Australia ‘on brink’ of ‘apocalyptic’ weather
The Arctic is on fire. Now, Antarctica is suddenly experiencing a heatwave. And that means a looming rainfall apocalypse for Australia.
According to a recent report by senior researchers from the Australian Bureau of Meteorology, we're in for higher than normal spring temperatures. And less rain.
It's all because of record warm temperatures in the air swirling above Antarctica.
It's producing a domino effect.
The stratospheric "polar vortex" has been disrupted. It could even reverse direction.
It's pushing stormy Southern Ocean wind streams over Tasmania, New Zealand's South Island and South America's Patagonia. This is away from its regular route over the Australian mainland.
And that means NSW and southern Queensland - already in parts devastated by bushfires so early in the season - are set to face worsening conditions and an even more catastrophic bushfire season.
SUDDEN STRATOSPHERIC WARMING
"The warming began in the last week of August when temperatures in the stratosphere high above the South Pole began rapidly heating," the article published in The Conversation reads. Four senior Bureau of Meteorology forecasters compiled it.
"Thanks to improvements in modelling and the Bureau's new supercomputer, these types of events can be forecast better than ever before."
It foresees a looming stronger-than-usual melt of sea ice.
It foresees a shift in the typical wind temperatures and patterns coming off the Antarctic continent.
"In the coming weeks the warming is forecast to intensify, and its effects will extend downward to earth's surface, affecting much of eastern Australia over the coming months," the forecasters warn.
It is likely to be the most severe Antarctic warming event on record.
The previous highest Antarctic air temperatures were in September 2002. These resulted in Australia's fourth driest winter on record, with spring-autumn mean-maximum temperatures the highest "by considerable margins".
WORLD OF FIRE
This year has been unprecedented in the northern hemisphere. Wildfires have swept through the Arctic, burning large swathes of Canada, Norway, Sweden and Siberian Russia.
These are regions packed full of fuel - from dense forests through to ancient peat bogs.
Usually, it doesn't burn because it's frozen or wet.
But year after year of warming temperatures have dried out growing patches.
"The north is a big tinderbox, but it's been limited from burning by the climate," Merritt Turetsky at the University of Guelph in Canada told New Scientist. "If you remove those climatic constraints, all those fuels are ready to go."
And it's adding to a warming feedback loop. Fires are killing the vegetation. That exposes the permafrost below to the sun's heat. And that releases the carbon dioxide and methane within.
Both gases then serve to trap even more heat in the atmosphere, further accelerating the feedback loop.
Antarctica has no such forests. But the extent of its sea ice determines the temperature and course of ocean currents and winds. As the ice retreats, those long-establish flows weaken and shift.

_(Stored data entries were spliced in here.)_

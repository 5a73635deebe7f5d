use std::fs::File;
use std::io::Write;
use std::process::ExitCode;

use clap::{arg, crate_version, Command};

mod cli;
use cli::naming;
use cli::prompt::confirm;

use egz::{compress, expand, Error, STD_OPTIONS};

const RCH: &str = "unreachable was reached";

fn main() -> ExitCode {
    let long_help = "Examples:
---------
Compress:  `egz compress my_file`           -> writes `my_file.egz`
Expand:    `egz expand my_file.egz`         -> writes `my_file`
Force:     `egz compress --force tiny_file` -> skip the negative-compression check";

    let main_cmd = Command::new("egz")
        .about("byte-granular Huffman compression with a self-describing container")
        .after_long_help(long_help)
        .version(crate_version!())
        .arg(arg!(-d --debug "enable verbose logging").global(true))
        .subcommand(
            Command::new("compress")
                .about("compress a file into a .egz container")
                .arg(arg!(<PATH> "input file path"))
                .arg(arg!(-f --force "write the container even if it would not be smaller")),
        )
        .subcommand(
            Command::new("expand")
                .about("expand a .egz container")
                .arg(arg!(<PATH> "input file path")),
        );

    let matches = main_cmd.get_matches();

    let debug = matches.get_flag("debug");
    env_logger::Builder::new()
        .filter_level(if debug { log::LevelFilter::Debug } else { log::LevelFilter::Info })
        .init();

    let result = if let Some(cmd) = matches.subcommand_matches("compress") {
        run_compress(cmd)
    } else if let Some(cmd) = matches.subcommand_matches("expand") {
        run_expand(cmd)
    } else {
        eprintln!("no subcommand given, try --help");
        return ExitCode::FAILURE;
    };

    match result {
        Ok(()) => ExitCode::SUCCESS,
        Err(err) => {
            log::error!("{err}");
            ExitCode::FAILURE
        }
    }
}

fn run_compress(cmd: &clap::ArgMatches) -> Result<(), Error> {
    let path_in = cmd.get_one::<String>("PATH").expect(RCH);
    let force = cmd.get_flag("force");

    let mut in_file = File::open(path_in).map_err(|_| Error::FileFormatMismatch)?;
    let options = egz::Options { force, ..STD_OPTIONS };

    let out_path = naming::compress_output_path(path_in, |candidate| {
        std::path::Path::new(candidate).exists() && !confirm(&format!("{candidate} exists, overwrite?"))
    });
    let Some(out_path) = out_path else {
        return Err(Error::UserAbort);
    };

    let mut out_file = File::create(&out_path).map_err(|_| Error::FileFormatMismatch)?;
    let (in_size, out_size) = compress(&mut in_file, &mut out_file, &options)?;
    log::info!("compressed {in_size} bytes into {out_size} bytes ({out_path})");
    Ok(())
}

fn run_expand(cmd: &clap::ArgMatches) -> Result<(), Error> {
    let path_in = cmd.get_one::<String>("PATH").expect(RCH);

    let mut in_file = File::open(path_in).map_err(|_| Error::FileFormatMismatch)?;
    let out_path = naming::expand_output_path(path_in, |candidate| std::path::Path::new(candidate).exists());
    let mut out_file = File::create(&out_path).map_err(|_| Error::FileFormatMismatch)?;

    match expand(&mut in_file, &mut out_file) {
        Ok((in_size, out_size)) => {
            log::info!("expanded {in_size} bytes into {out_size} bytes ({out_path})");
            Ok(())
        }
        Err(err) => {
            // the destination has already been written by the time a
            // digest mismatch can be detected; leave it on disk and
            // report the failure rather than silently deleting it.
            let _ = out_file.flush();
            Err(err)
        }
    }
}
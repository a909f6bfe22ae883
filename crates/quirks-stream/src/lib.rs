//! Stream fixtures for the async suites.

use std::time::Duration;

use futures::stream::{self, Stream, StreamExt};

/// A cold timed stream: each value arrives one `period` after the previous
/// one was consumed. Deterministic under tokio's paused clock.
pub fn timed<T>(values: Vec<T>, period: Duration) -> impl Stream<Item = T> {
    stream::iter(values).then(move |value| async move {
        tokio::time::sleep(period).await;
        value
    })
}

/// A finite counter stream `0..n`.
pub fn counter(n: usize) -> impl Stream<Item = usize> {
    stream::iter(0..n)
}
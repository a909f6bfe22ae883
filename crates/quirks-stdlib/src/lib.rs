//! Serde fixture types for the json suite.

use serde::{Deserialize, Serialize};

/// Record type exercised by the serialization suite.
#[derive(Debug, Clone, PartialEq, Serialize, Deserialize)]
pub struct Server {
    pub host: String,
    pub port: u16,
    #[serde(default)]
    pub tags: Vec<String>,
}

/// Internally tagged enum; the wire form carries a `"type"` field.
#[derive(Debug, PartialEq, Serialize, Deserialize)]
#[serde(tag = "type")]
pub enum Event {
    Click { x: i32, y: i32 },
    KeyPress { key: String },
}
use std::sync::Arc;

use axum::{
    extract::{Path, State},
    routing::{delete, get, post},
    Json, Router,
};
use serde::Serialize;

use crate::db::Notification;
use crate::error::{AppError, AppResult};
use crate::i18n;
use crate::routes::auth::AuthUser;
use crate::AppState;

pub fn router() -> Router<Arc<AppState>> {
    Router::new()
        .route("/", get(list_notifications).delete(clear_notifications))
        .route("/unread-count", get(unread_count))
        .route("/read", post(mark_read))
        .route("/by-id/:id", delete(delete_notification_by_id))
        .route("/:index", delete(delete_notification_at))
}

// ============================================================================
// Request/Response Types
// ============================================================================

#[derive(Debug, Serialize)]
pub struct UnreadCountResponse {
    pub count: i64,
}

#[derive(Debug, Serialize)]
pub struct NotificationsUpdatedResponse {
    pub message: String,
    pub affected: u64,
}

#[derive(Debug, Serialize)]
pub struct MessageResponse {
    pub message: String,
}

// ============================================================================
// Handlers
// ============================================================================

/// Newest first. What was returned is marked read afterwards; the response
/// still carries the read flags as they were before this call. Anything
/// appended after the listing was read stays unread.
async fn list_notifications(
    State(state): State<Arc<AppState>>,
    AuthUser(caller): AuthUser,
) -> AppResult<Json<Vec<Notification>>> {
    let items = state.ledger.list_for(&caller.id).await?;

    if let Some(through) = items.iter().filter(|n| !n.read).map(|n| n.seq).max() {
        if let Err(e) = state.ledger.mark_read_through(&caller.id, through).await {
            tracing::warn!(caller = %caller.id, "Failed to mark notifications read: {}", e);
        }
    }

    Ok(Json(items))
}

async fn unread_count(
    State(state): State<Arc<AppState>>,
    AuthUser(caller): AuthUser,
) -> AppResult<Json<UnreadCountResponse>> {
    let count = state.ledger.unread_count(&caller.id).await?;
    Ok(Json(UnreadCountResponse { count }))
}

async fn mark_read(
    State(state): State<Arc<AppState>>,
    AuthUser(caller): AuthUser,
) -> AppResult<Json<NotificationsUpdatedResponse>> {
    let affected = state.ledger.mark_all_read(&caller.id).await?;
    Ok(Json(NotificationsUpdatedResponse {
        message: i18n::t("notifications.marked_read"),
        affected,
    }))
}

/// Delete by position in the current newest-first listing.
async fn delete_notification_at(
    State(state): State<Arc<AppState>>,
    AuthUser(caller): AuthUser,
    Path(index): Path<String>,
) -> AppResult<Json<MessageResponse>> {
    let index: i64 = index.parse().map_err(|_| {
        AppError::Validation(i18n::tr("validation.invalid_index", &[("value", &index)]))
    })?;

    if !state.ledger.delete_one(&caller.id, index).await? {
        return Err(AppError::NotFound(i18n::t("not_found.notification")));
    }

    Ok(Json(MessageResponse {
        message: i18n::t("notifications.deleted"),
    }))
}

async fn delete_notification_by_id(
    State(state): State<Arc<AppState>>,
    AuthUser(caller): AuthUser,
    Path(id): Path<String>,
) -> AppResult<Json<MessageResponse>> {
    if !state.ledger.delete_by_id(&caller.id, &id).await? {
        return Err(AppError::NotFound(i18n::t("not_found.notification")));
    }

    Ok(Json(MessageResponse {
        message: i18n::t("notifications.deleted"),
    }))
}

async fn clear_notifications(
    State(state): State<Arc<AppState>>,
    AuthUser(caller): AuthUser,
) -> AppResult<Json<NotificationsUpdatedResponse>> {
    let affected = state.ledger.delete_all(&caller.id).await?;
    Ok(Json(NotificationsUpdatedResponse {
        message: i18n::t("notifications.cleared"),
        affected,
    }))
}

#[cfg(test)]
mod tests {
    use crate::db::Role;
    use crate::routes::testing::{send, TestApp};
    use axum::http::StatusCode;

    #[tokio::test]
    async fn listing_returns_unread_then_marks_read() {
        let app = TestApp::new().await;
        let token = app.token("r-a", "Hope House", Role::Recipient);
        app.state.ledger.append("r-a", "first").await.unwrap();
        app.state.ledger.append("r-a", "second").await.unwrap();

        let (_, body) = send(
            &app.router,
            "GET",
            "/api/notifications/unread-count",
            Some(&token),
            None,
        )
        .await;
        assert_eq!(body["count"], 2);

        let (status, body) =
            send(&app.router, "GET", "/api/notifications", Some(&token), None).await;
        assert_eq!(status, StatusCode::OK);
        let items = body.as_array().unwrap();
        assert_eq!(items.len(), 2);
        assert_eq!(items[0]["message"], "second");
        assert_eq!(items[0]["read"], false);

        let (_, body) = send(
            &app.router,
            "GET",
            "/api/notifications/unread-count",
            Some(&token),
            None,
        )
        .await;
        assert_eq!(body["count"], 0);
    }

    #[tokio::test]
    async fn delete_by_index_and_by_id() {
        let app = TestApp::new().await;
        let token = app.token("r-a", "Hope House", Role::Recipient);
        let oldest = app.state.ledger.append("r-a", "oldest").await.unwrap();
        app.state.ledger.append("r-a", "newest").await.unwrap();

        let (status, _) =
            send(&app.router, "DELETE", "/api/notifications/0", Some(&token), None).await;
        assert_eq!(status, StatusCode::OK);

        let (status, body) =
            send(&app.router, "DELETE", "/api/notifications/7", Some(&token), None).await;
        assert_eq!(status, StatusCode::NOT_FOUND);
        assert_eq!(body["error"]["code"], "NOT_FOUND");

        let (status, body) =
            send(&app.router, "DELETE", "/api/notifications/abc", Some(&token), None).await;
        assert_eq!(status, StatusCode::BAD_REQUEST);
        assert_eq!(body["error"]["code"], "VALIDATION_ERROR");
        assert_eq!(body["error"]["message"], "Invalid notification index: abc");

        let (status, _) = send(
            &app.router,
            "DELETE",
            &format!("/api/notifications/by-id/{}", oldest.id),
            Some(&token),
            None,
        )
        .await;
        assert_eq!(status, StatusCode::OK);
        assert!(app.state.ledger.list_for("r-a").await.unwrap().is_empty());
    }

    #[tokio::test]
    async fn clear_only_touches_caller() {
        let app = TestApp::new().await;
        let token = app.token("r-a", "Hope House", Role::Recipient);
        app.state.ledger.append("r-a", "mine").await.unwrap();
        app.state.ledger.append("r-b", "theirs").await.unwrap();

        let (status, body) =
            send(&app.router, "DELETE", "/api/notifications", Some(&token), None).await;
        assert_eq!(status, StatusCode::OK);
        assert_eq!(body["affected"], 1);
        assert_eq!(app.state.ledger.list_for("r-b").await.unwrap().len(), 1);
    }

    #[tokio::test]
    async fn new_listing_reaches_known_recipients() {
        let app = TestApp::new().await;
        let donor = app.token("donor-1", "Corner Bakery", Role::Donor);
        let shelter = app.token("r-a", "Hope House", Role::Recipient);

        // Any authenticated request registers the caller as a recipient.
        send(&app.router, "GET", "/api/notifications", Some(&shelter), None).await;

        let now = chrono::Utc::now();
        let (status, _) = send(
            &app.router,
            "POST",
            "/api/donations",
            Some(&donor),
            Some(serde_json::json!({
                "title": "Soup",
                "description": "Vegetable soup",
                "quantity": "5 litres",
                "expiryDate": now + chrono::Duration::days(1),
                "pickupAddress": "1 Kitchen Rd",
                "pickupTimeStart": now,
                "pickupTimeEnd": now + chrono::Duration::hours(1),
            })),
        )
        .await;
        assert_eq!(status, StatusCode::CREATED);

        let (_, body) =
            send(&app.router, "GET", "/api/notifications", Some(&shelter), None).await;
        let items = body.as_array().unwrap();
        assert_eq!(items.len(), 1);
        assert_eq!(items[0]["message"], "New donation posted: Soup");
    }
}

"It is abundantly clear that climate disruption is happening now and everywhere," UN Secretary-General Antonio Guterres warned earlier this month. "Every week brings us news of more climate-related devastation. And climate impacts are only going to increase in severity and frequency."
The Antarctic is the engine room of the southern hemisphere's climate.
Every winter, westerly winds begin to swirl at speeds of up to 200km/h high above the South Pole.
The mechanics are relatively simple.
It's cold above the pole, which is experiencing months of darkness. But the Southern Ocean is still being warmed by the sun.
And, as the sun begins its southward march with the onset of spring, the polar vortex is gradually weakened.
"However, in some years this breakdown can happen faster than usual," the meteorologists write.
In such instances, unusually hot air intrudes over Antarctica - disrupting the temperature mix producing the high-speed westerly winds.
"Very rarely, if the waves are strong enough they can rapidly break down the polar vortex, actually reversing the direction of the winds so they become easterly," the article continues.
The only time this has been seen to happen was September 2002.
It's on the brink of happening again.
"Impacts from this stratospheric warming are likely to reach earth's surface in the next month and possibly extend through to January," the meteorologists warn.
And that means even less rainfall for much of southern and Central Australia.
With it will come clearer skies and higher temperatures.
"Past stratospheric warming events and associated wind changes have had their strongest effects in NSW and southern Queensland, where springtime temperatures increased, rainfall decreased, and heatwaves and fire risk rose," they say.
This compounds an already disastrous winter for New South Wales and much of Queensland. There, soil moisture levels actually decreased over what should have been their wet season.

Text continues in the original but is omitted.